But also like not let it stop me in my tracks. So it’s been so profound. It’s been so profound. I think like coming to acceptance with my mom’s disease, coming to acceptance with my mom’s death, and then moving into a life that I I just want to be so intentional and present and just filled with gratitude. It’s just it’s it’s like, yeah, it does feel like an unraveling. I think, Berné Brown has a quote that I love that she talks about, midlife isn’t a crisis because a crisis is one event. Midlife is more of an unraveling. And I think we think of the word, like, being unraveled as, like, a negative thing, like, someone’s frazzled or something. But but I feel it as, like, peeling back for me, it’s an appealing back of the layers that no longer serve me, the layers that I hid behind and and, you know, coming into my own space and in place in this world and, like, owning who I am without trying to constantly please and put everyone else first and like their opinions first. So I think it’s also been a journey of exposing myself in that way too of, like, people pleasers can often blend in so well. And then, acting and filmmaking is like one of the most public art forms you could possibly choose. And so it does a number on me because I think, oh, no, everyone’s blah blah blah blah blah. And I’m like, no, they’re not. They’re completely preoccupied with themselves, but I think just just doing that type of exposure helps me, like, care less. About my imagination towards what other people might be thinking. So, yeah, so I feel like I am obviously, I think we have these core parts of us that are always true to who we are, but I think What’s happened is for me in this process of losing mom and moving forward with my life is that I’m more raw and more real and less hidden in it.

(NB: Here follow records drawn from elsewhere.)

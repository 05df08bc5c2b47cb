//! Error types for freqsieve-core

use thiserror::Error;

/// Core error type
#[derive(Debug, Error, Clone, PartialEq, Eq)]
pub enum CoreError {
    /// Target could not be parsed or is out of domain
    #[error("Invalid target '{input}': {reason}")]
    InvalidTarget { input: String, reason: String },

    /// Partition count / id / block size rejected
    #[error("Invalid partitioning: {0}")]
    InvalidPartitioning(String),

    /// Predicate called on a target it is not defined for
    #[error("Predicate precondition violated: {0}")]
    PreconditionViolated(String),

    /// Worker pool could not be built
    #[error("Worker pool error: {0}")]
    WorkerPool(String),
}

impl CoreError {
    pub fn invalid_target(input: impl Into<String>, reason: impl Into<String>) -> Self {
        Self::InvalidTarget {
            input: input.into(),
            reason: reason.into(),
        }
    }

    pub fn partitioning<E: std::fmt::Display>(e: E) -> Self {
        Self::InvalidPartitioning(e.to_string())
    }

    /// True for errors caused by user-supplied job parameters
    pub fn is_configuration(&self) -> bool {
        matches!(
            self,
            CoreError::InvalidTarget { .. } | CoreError::InvalidPartitioning(_)
        )
    }
}

/// Result type alias
pub type CoreResult<T> = std::result::Result<T, CoreError>;
#[tokio::test]
async fn test_fs_resume_across_store_instances() {
    let dir = TempDir::new().unwrap();

    let first = PartitionRunner::new(
        target(PRIME),
        RunnerConfig::new(0, 1, 10).with_max_blocks(2),
        fs_store(&dir),
    )
    .unwrap();
    let report = run(&first).await;
    let resume_block = block(2);
    assert_eq!(report.outcome, RunOutcome::Interrupted { resume_block });

    let second =
        PartitionRunner::new(target(PRIME), RunnerConfig::new(0, 1, 10), fs_store(&dir)).unwrap();
    let report = run(&second).await;
    assert_eq!(report.outcome, RunOutcome::Completed);
    assert_eq!(report.blocks_scanned, 1);

    let status = JobStatus::collect(fs_store(&dir).as_ref(), &target(PRIME), 1).await.unwrap();
    assert_eq!(status.verdict, JobVerdict::ProbablePrime);
}

#[tokio::test]
async fn test_fs_composite_writes_marker_file() {
    let dir = TempDir::new().unwrap();
    let store = fs_store(&dir);
    let config = RunnerConfig::new(0, 1, 100);
    let r = PartitionRunner::new(target(COMPOSITE), config, store.clone()).unwrap();
    run(&r).await;

    let layout = store.layout(&JobKey::for_target(&target(COMPOSITE)));
    assert!(layout.composite_path(0).exists());
    assert!(layout.log_path(0).exists());

    // The checkpoint still names the last clear block
    let text = std::fs::read_to_string(layout.checkpoint_path(0)).unwrap();
    assert!(text.contains("last_completed_block: 2"));
}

Victoria: I think we almost get as we allow ourselves to be cracked open and
Katie: Yeah.
Victoria: Expose ourselves and do things out of out of our comfort zones and challenge ourselves. We become more like children. Right? One of women and children and we get back to I think that child, like, essence within us that we stuffed away and put away because it’s not acceptable
Katie: Yeah.
Victoria: To have you and and creative expression is is fufu and it’s for it’s like a luxury. And I what I’ve learned in all of these interviews I’ve done in over four years and my own experience is that when you lean into creative expression, and out of your comfort zone, doing things out of your comfort zone. That’s when you really discover who you were always meant to be, I think.
Katie: Yes. I’d love that. Yeah. It really is coming into a sense of play. And you can’t you can’t play unless you’re, like, really present. Mhmm. And our adult minds love to, like, fixate on the past or the future and not, like, right now. So I love that you’re saying that. Yeah.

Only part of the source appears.